Monthly Archives: April 2013

What’s In Your Wallet?

authentication, JSON, Windows 8, Windows Phone

UPDATE: Use http://openidtest.uninett.no/jwt instead. The Google link below is okay, but I really get annoyed with all the web traffic that occurs every time you hit any page belonging to Google. And, in this case, every time you test a token. Fiddler just clogs up with a ton of web sessions. Openidtest uses javascript within the page. And it works with any browser I’ve tried.
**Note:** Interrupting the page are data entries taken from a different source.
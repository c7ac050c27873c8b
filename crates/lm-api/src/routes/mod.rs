//! # API Route Modules
//!
//! | Prefix                      | Module            |
//! |-----------------------------|-------------------|
//! | `/v1/customer-agreements/*` | [`agreements`]    |
//! | `/v1/subscriptions/*`       | [`subscriptions`], [`licenses`] |
//! | `/v1/licenses/*`            | [`licenses`]      |
//! | `/v1/learner-licenses`      | [`licenses`]      |
//! | `/v1/renewals/*`            | [`renewals`]      |
//! | `/v1/retirements/*`         | [`retirements`]   |
//!
//! Response views below flatten domain newtypes into plain JSON types so
//! the OpenAPI schema stays readable.

pub mod agreements;
pub mod licenses;
pub mod renewals;
pub mod retirements;
pub mod subscriptions;

use chrono::{DateTime, NaiveDate, Utc};
use serde::{Deserialize, Serialize};
use utoipa::ToSchema;
use uuid::Uuid;

use lm_core::{EmailAddress, Timestamp};
use lm_state::{
    CustomerAgreement, License, PlanExpiration, SubscriptionPlan, SubscriptionPlanRenewal,
};

use crate::error::AppError;

pub(crate) fn datetime(ts: Timestamp) -> DateTime<Utc> {
    *ts.as_datetime()
}

pub(crate) fn today() -> NaiveDate {
    Timestamp::now().date_naive()
}

pub(crate) fn parse_email(raw: &str) -> Result<EmailAddress, AppError> {
    Ok(EmailAddress::new(raw)?)
}

/// Greeting and closing an admin wraps around activation and reminder mail.
#[derive(Debug, Clone, Default, Deserialize, ToSchema)]
pub struct EmailText {
    #[serde(default)]
    pub greeting: String,
    #[serde(default)]
    pub closing: String,
}

impl From<EmailText> for lm_notify::CustomText {
    fn from(text: EmailText) -> Self {
        Self {
            greeting: text.greeting,
            closing: text.closing,
        }
    }
}

// ─── Views ───────────────────────────────────────────────────────────

#[derive(Debug, Clone, Serialize, Deserialize, ToSchema)]
pub struct AgreementView {
    pub uuid: Uuid,
    pub enterprise_customer_uuid: Uuid,
    pub enterprise_customer_slug: String,
    pub enterprise_customer_name: String,
    pub default_enterprise_catalog_uuid: Option<Uuid>,
    pub created_at: DateTime<Utc>,
}

impl From<&CustomerAgreement> for AgreementView {
    fn from(a: &CustomerAgreement) -> Self {
        Self {
            uuid: *a.uuid.as_uuid(),
            enterprise_customer_uuid: *a.enterprise_customer_uuid.as_uuid(),
            enterprise_customer_slug: a.enterprise_customer_slug.to_string(),
            enterprise_customer_name: a.enterprise_customer_name.clone(),
            default_enterprise_catalog_uuid: a.default_enterprise_catalog_uuid.map(|c| *c.as_uuid()),
            created_at: datetime(a.created_at),
        }
    }
}

#[derive(Debug, Clone, Serialize, Deserialize, ToSchema)]
pub struct ExpirationView {
    pub subscription_id: Uuid,
    pub days_until_expiration: i64,
    pub days_until_expiration_including_renewals: i64,
    pub is_active: bool,
}

impl From<&PlanExpiration> for ExpirationView {
    fn from(e: &PlanExpiration) -> Self {
        Self {
            subscription_id: *e.subscription_id.as_uuid(),
            days_until_expiration: e.days_until_expiration,
            days_until_expiration_including_renewals: e.days_until_expiration_including_renewals,
            is_active: e.is_active,
        }
    }
}

#[derive(Debug, Clone, Serialize, Deserialize, ToSchema)]
pub struct PlanView {
    pub uuid: Uuid,
    pub title: String,
    pub start_date: NaiveDate,
    pub expiration_date: NaiveDate,
    pub expiration_processed: bool,
    pub is_active: bool,
    pub is_current: bool,
    pub days_until_expiration: i64,
    pub enterprise_catalog_uuid: Uuid,
    pub customer_agreement: Uuid,
    pub enterprise_customer_uuid: Uuid,
    pub revoke_max_percentage: u8,
    pub num_revocations_applied: u64,
    pub num_revocations_allowed: u64,
    pub num_revocations_remaining: u64,
    pub num_licenses: u64,
    pub num_allocated_licenses: u64,
    pub salesforce_opportunity_id: String,
    pub netsuite_product_id: u64,
    pub for_internal_use_only: bool,
    pub created_at: DateTime<Utc>,
}

impl PlanView {
    pub fn new(plan: &SubscriptionPlan, today: NaiveDate) -> Self {
        Self {
            uuid: *plan.uuid.as_uuid(),
            title: plan.title.to_string(),
            start_date: plan.start_date,
            expiration_date: plan.expiration_date,
            expiration_processed: plan.expiration_processed,
            is_active: plan.is_active,
            is_current: plan.is_current(today),
            days_until_expiration: plan.days_until_expiration(today),
            enterprise_catalog_uuid: *plan.enterprise_catalog_uuid.as_uuid(),
            customer_agreement: *plan.customer_agreement.as_uuid(),
            enterprise_customer_uuid: *plan.enterprise_customer_uuid.as_uuid(),
            revoke_max_percentage: plan.revoke_max_percentage,
            num_revocations_applied: plan.num_revocations_applied,
            num_revocations_allowed: plan.num_revocations_allowed(),
            num_revocations_remaining: plan.num_revocations_remaining(),
            num_licenses: plan.num_licenses(),
            num_allocated_licenses: plan.num_allocated_licenses(),
            salesforce_opportunity_id: plan.salesforce_opportunity_id.to_string(),
            netsuite_product_id: plan.netsuite_product_id,
            for_internal_use_only: plan.for_internal_use_only,
            created_at: datetime(plan.created_at),
        }
    }
}

#[derive(Debug, Clone, Serialize, Deserialize, ToSchema)]
pub struct LicenseView {
    pub uuid: Uuid,
    pub subscription_plan: Uuid,
    pub status: String,
    pub user_email: Option<String>,
    pub lms_user_id: Option<u64>,
    /// Present only when activation keys are exposed over the API.
    #[serde(skip_serializing_if = "Option::is_none")]
    pub activation_key: Option<Uuid>,
    pub assigned_date: Option<DateTime<Utc>>,
    pub activation_date: Option<DateTime<Utc>>,
    pub last_remind_date: Option<DateTime<Utc>>,
    pub revoked_date: Option<DateTime<Utc>>,
}

impl LicenseView {
    pub fn new(license: &License, expose_activation_key: bool) -> Self {
        Self {
            uuid: *license.uuid.as_uuid(),
            subscription_plan: *license.subscription_plan.as_uuid(),
            status: license.status.to_string(),
            user_email: license.user_email.as_ref().map(ToString::to_string),
            lms_user_id: license.lms_user_id,
            activation_key: license
                .activation_key
                .filter(|_| expose_activation_key)
                .map(|k| *k.as_uuid()),
            assigned_date: license.assigned_date.map(datetime),
            activation_date: license.activation_date.map(datetime),
            last_remind_date: license.last_remind_date.map(datetime),
            revoked_date: license.revoked_date.map(datetime),
        }
    }
}

#[derive(Debug, Clone, Serialize, Deserialize, ToSchema)]
pub struct RenewalView {
    pub uuid: Uuid,
    pub prior_subscription_plan: Uuid,
    pub renewed_subscription_plan: Option<Uuid>,
    pub salesforce_opportunity_id: String,
    pub number_of_licenses: u64,
    pub effective_date: NaiveDate,
    pub renewed_expiration_date: NaiveDate,
    pub processed: bool,
    pub created_at: DateTime<Utc>,
}

impl From<&SubscriptionPlanRenewal> for RenewalView {
    fn from(r: &SubscriptionPlanRenewal) -> Self {
        Self {
            uuid: *r.uuid.as_uuid(),
            prior_subscription_plan: *r.prior_subscription_plan.as_uuid(),
            renewed_subscription_plan: r.renewed_subscription_plan.map(|p| *p.as_uuid()),
            salesforce_opportunity_id: r.salesforce_opportunity_id.to_string(),
            number_of_licenses: r.number_of_licenses,
            effective_date: r.effective_date,
            renewed_expiration_date: r.renewed_expiration_date,
            processed: r.processed,
            created_at: datetime(r.created_at),
        }
    }
}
https://developers.google.com/commerce/wallet/digital/docs/jwtdecoder – for those times when you want to see what’s in your wallet…or…er…just decode a JWT (JSON Web Token)…any JWT…without having to wire up something for testing. For instance, I just threw a brand new blank Windows Phone 8 project into a solution. So far I’d only added a Live Sign In button and wanted to verify that the same UID is being generated from there as is from a Windows 8 app. I have a JWT decoder in my server-side code but still need to wire it up to the WP8 client. The server is expecting more info than just a JWT. You have to appreciate when major competitors – unwittingly or not – work together to help the little guy, yeah?

BTW, if you do sign in with the same Microsoft Account, the UID will be the same. Some more on JWTs related to that subject in an upcoming post.

UPDATE: The decoder doesn’t validate that the JWT is actually signed. This brings up an important point: JWTs are not encrypted. They are signed, but all that means is that the data hasn’t been altered in transit. If you’re going to work with JWTs then SSL is a must…or if you couldn’t (for whatever unfathomable reason) use SSL, some sort of public/private key encryption from client to server.

WinRT Raw Notifications and Suspended State

Visual Studio, WinRT

Something to note if your WinRT app uses raw notifications. They will be received by the device but not by the app if it is suspended. This makes sense but may not be obvious sometimes because swiping the left side of the screen may still show the app on the stack. So it will appear to still be active, even if not in the foreground. The exception, of course, is if your app is registered to use a background service and the user has decided your app is important enough to be one of the “Lucky Seven” (those apps given permission to use the Lock Screen). I wouldn’t count on it.

It took me a bit to spot this behavior. I was noticing an instance of the app on one machine would sometimes receive raw notifications if it wasn’t in the foreground, sometimes not. The “not” occurred after a decent time lapse, which was the first clue. My server notification logs were no help because only client devices that were off or logged out of would return a status other than OK from the notification service. As mentioned, if the device is on and logged into, the notification service will successfully send the message. This makes sense. All it cares about is reaching the client at the specified URI. It’s up to the client to do what it wants with the received message. In this case, it appears the WinRT designers elected not to wake up an inactive app. Not a problem, but something to be aware of.

In my case, raw notifications are used to tell the app to update its data. It just means that the same sort of behavior also has to be triggered by resuming from a suspended state. BTW, for those who don’t know, you can suspend an app from within Visual Studio while debugging. To enable this, select TOOLS > Customize from the Visual Studio menu. Check the box next to “Debug Location”. If you have a solution with multiple projects you may have to select the right WinRT project from the Process pull-down menu.